Health care professionals (doctors, nurses and allied health practitioners) recruited from all 20 District Health Boards across Aotearoa/New Zealand completed two vignettes in a counterbalanced order. Paired-sample t-tests were used to test the effect of the presentation urgency on indices of compassion.
A total of 939 participants completed the vignettes (20% doctors, 47%, nurses and 33% allied health professionals). As expected, participants reported greater care and motivation to help the more urgent patient. However, the more urgent patient was also perceived as less difficult, and exploratory analyses showed that perceived patient difficulty was associated with lower caring and motivation to help, particularly in the less urgent patient.
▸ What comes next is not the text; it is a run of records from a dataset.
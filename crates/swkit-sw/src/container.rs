//! Worker host (`navigator.serviceWorker`).
//!
//! Owns registrations and clients, drives the lifecycle of each registered
//! worker and routes functional events (fetch, sync, push, notification
//! clicks) to the active worker of the matching scope.

use std::fmt;
use std::sync::atomic::{AtomicU64, Ordering};
use std::sync::Arc;
use std::time::Instant;

use bytes::Bytes;
use hashbrown::HashMap;
use swkit_net::{is_network_scheme, Request};
use tokio::sync::{mpsc, RwLock};
use tracing::{debug, info, trace, warn};
use url::Url;

use crate::dispatch::FetchOutcome;
use crate::event::{
    ActivateEvent, FetchEvent, InstallEvent, NotificationClickEvent, PendingTasks, PushEvent,
    SyncEvent,
};
use crate::lifecycle::LifecycleState;
use crate::push::Notification;
use crate::sync::SyncManager;
use crate::worker::WorkerHandlers;
use crate::ServiceWorkerError;

// ==================== Types ====================

/// Unique identifier for a service worker.
#[derive(Debug, Clone, Copy, PartialEq, Eq, Hash)]
pub struct ServiceWorkerId(u64);

impl ServiceWorkerId {
    fn new() -> Self {
        static COUNTER: AtomicU64 = AtomicU64::new(1);
        Self(COUNTER.fetch_add(1, Ordering::Relaxed))
    }

    pub fn raw(&self) -> u64 {
        self.0
    }
}

/// Options for service worker registration.
#[derive(Debug, Clone, Default)]
pub struct RegistrationOptions {
    /// Scope, resolved against the script URL. Defaults to the script's
    /// directory.
    pub scope: Option<String>,
}

impl RegistrationOptions {
    pub fn with_scope(scope: impl Into<String>) -> Self {
        Self {
            scope: Some(scope.into()),
        }
    }
}

/// Host-side events.
#[derive(Debug, Clone)]
pub enum ServiceWorkerEvent {
    /// A new worker started installing.
    UpdateFound { registration_scope: String },
    /// A worker changed state.
    StateChange {
        registration_scope: String,
        worker_id: ServiceWorkerId,
        new_state: LifecycleState,
    },
    /// A new version installed while an older one is active.
    UpdateReady {
        registration_scope: String,
        worker_id: ServiceWorkerId,
    },
    /// A client got a new controller.
    ControllerChange {
        client_id: String,
        worker_id: ServiceWorkerId,
    },
    /// A push produced a notification.
    NotificationShown {
        registration_scope: String,
        notification: Notification,
    },
    /// A notification click opened a window.
    OpenWindow { client_id: String, url: Url },
}

// ==================== Service Worker ====================

/// A registered worker instance.
struct ServiceWorker {
    id: ServiceWorkerId,
    script_url: Url,
    state: LifecycleState,
    handlers: Arc<dyn WorkerHandlers>,
    state_changed_at: Instant,
}

impl ServiceWorker {
    fn new(script_url: Url, handlers: Arc<dyn WorkerHandlers>) -> Self {
        Self {
            id: ServiceWorkerId::new(),
            script_url,
            state: LifecycleState::Installing,
            handlers,
            state_changed_at: Instant::now(),
        }
    }

    fn set_state(&mut self, state: LifecycleState) {
        self.state = state;
        self.state_changed_at = Instant::now();
    }
}

impl fmt::Debug for ServiceWorker {
    fn fmt(&self, f: &mut fmt::Formatter<'_>) -> fmt::Result {
        f.debug_struct("ServiceWorker")
            .field("id", &self.id)
            .field("script_url", &self.script_url.as_str())
            .field("state", &self.state)
            .field("since", &self.state_changed_at.elapsed())
            .finish_non_exhaustive()
    }
}

// ==================== Registration ====================

#[derive(Debug)]
struct ServiceWorkerRegistration {
    scope: Url,
    installing: Option<ServiceWorker>,
    waiting: Option<ServiceWorker>,
    active: Option<ServiceWorker>,
}

struct Installed {
    displaced: Option<ServiceWorkerId>,
    has_active: bool,
}

impl ServiceWorkerRegistration {
    fn new(scope: Url) -> Self {
        Self {
            scope,
            installing: None,
            waiting: None,
            active: None,
        }
    }

    /// Move the installing worker `id` to waiting.
    fn install_complete(&mut self, id: ServiceWorkerId) -> Option<Installed> {
        if self.installing.as_ref().map(|w| w.id) != Some(id) {
            return None;
        }
        let mut worker = self.installing.take()?;
        worker.set_state(LifecycleState::Installed);

        let displaced = self.waiting.replace(worker).map(|mut old| {
            old.set_state(LifecycleState::Redundant);
            old.id
        });
        Some(Installed {
            displaced,
            has_active: self.active.is_some(),
        })
    }

    /// Promote the waiting worker `id` to active. Returns the replaced
    /// worker, if any.
    fn promote(&mut self, id: ServiceWorkerId) -> Option<Option<ServiceWorkerId>> {
        if self.waiting.as_ref().map(|w| w.id) != Some(id) {
            return None;
        }
        let mut worker = self.waiting.take()?;
        worker.set_state(LifecycleState::Active);

        let replaced = self.active.replace(worker).map(|mut old| {
            old.set_state(LifecycleState::Redundant);
            old.id
        });
        Some(replaced)
    }

    fn workers_mut(&mut self) -> impl Iterator<Item = &mut ServiceWorker> {
        self.installing
            .iter_mut()
            .chain(self.waiting.iter_mut())
            .chain(self.active.iter_mut())
    }

    fn snapshot(&self) -> RegistrationSnapshot {
        RegistrationSnapshot {
            scope: self.scope.clone(),
            installing: self.installing.as_ref().map(|w| w.id),
            waiting: self.waiting.as_ref().map(|w| w.id),
            active: self.active.as_ref().map(|w| w.id),
        }
    }
}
This is the first work to experimentally test the relationship between the urgency of patient presentation and compassion in health care. Although the association between urgency and difficulty is complex, our findings are consonant with evolutionary views in which urgent distress elicits greater compassion. A system-wide orientation towards efficiency and urgency may exacerbate this 'bias' which must be addressed to ensure more equitable compassion in health care.
通过实验研究与不太紧急的患者相比,更紧急的患者就诊情况是否会引发医护人员更多的同情,以促进未来针对医疗保健中同情的系统性障碍进行研究和思考。
这是一项预先注册的在线研究,采用实验性的受试者内重复测量研究设计。使用了两个系统性改变患者就诊紧急程度的临床案例。两个案例均描绘了一名具有通常与较低同情心相关的困难行为的患者。
从新西兰奥特亚罗瓦所有20个地区卫生委员会招募的医护人员(医生、护士和专职医疗人员)以平衡顺序完成两个案例。配对样本t检验用于测试就诊紧急程度对同情指标的影响。
共有939名参与者完成了案例(20%为医生,47%为护士,33%为专职医疗人员)。正如预期的那样,参与者报告说对更紧急的患者有更多的关怀和帮助动机。然而,更紧急的患者也被认为不那么难相处,探索性分析表明,感知到的患者难相处程度与较低的关怀和帮助动机相关,尤其是在不太紧急的患者中。
这是第一项通过实验测试患者就诊紧急程度与医疗保健中同情之间关系的研究。尽管紧急程度和难相处程度之间的关联很复杂,但我们的研究结果与进化观点一致,即紧急困境会引发更多同情。全系统对效率和紧急程度的关注可能会加剧这种“偏见”,必须加以解决以确保医疗保健中更公平的同情。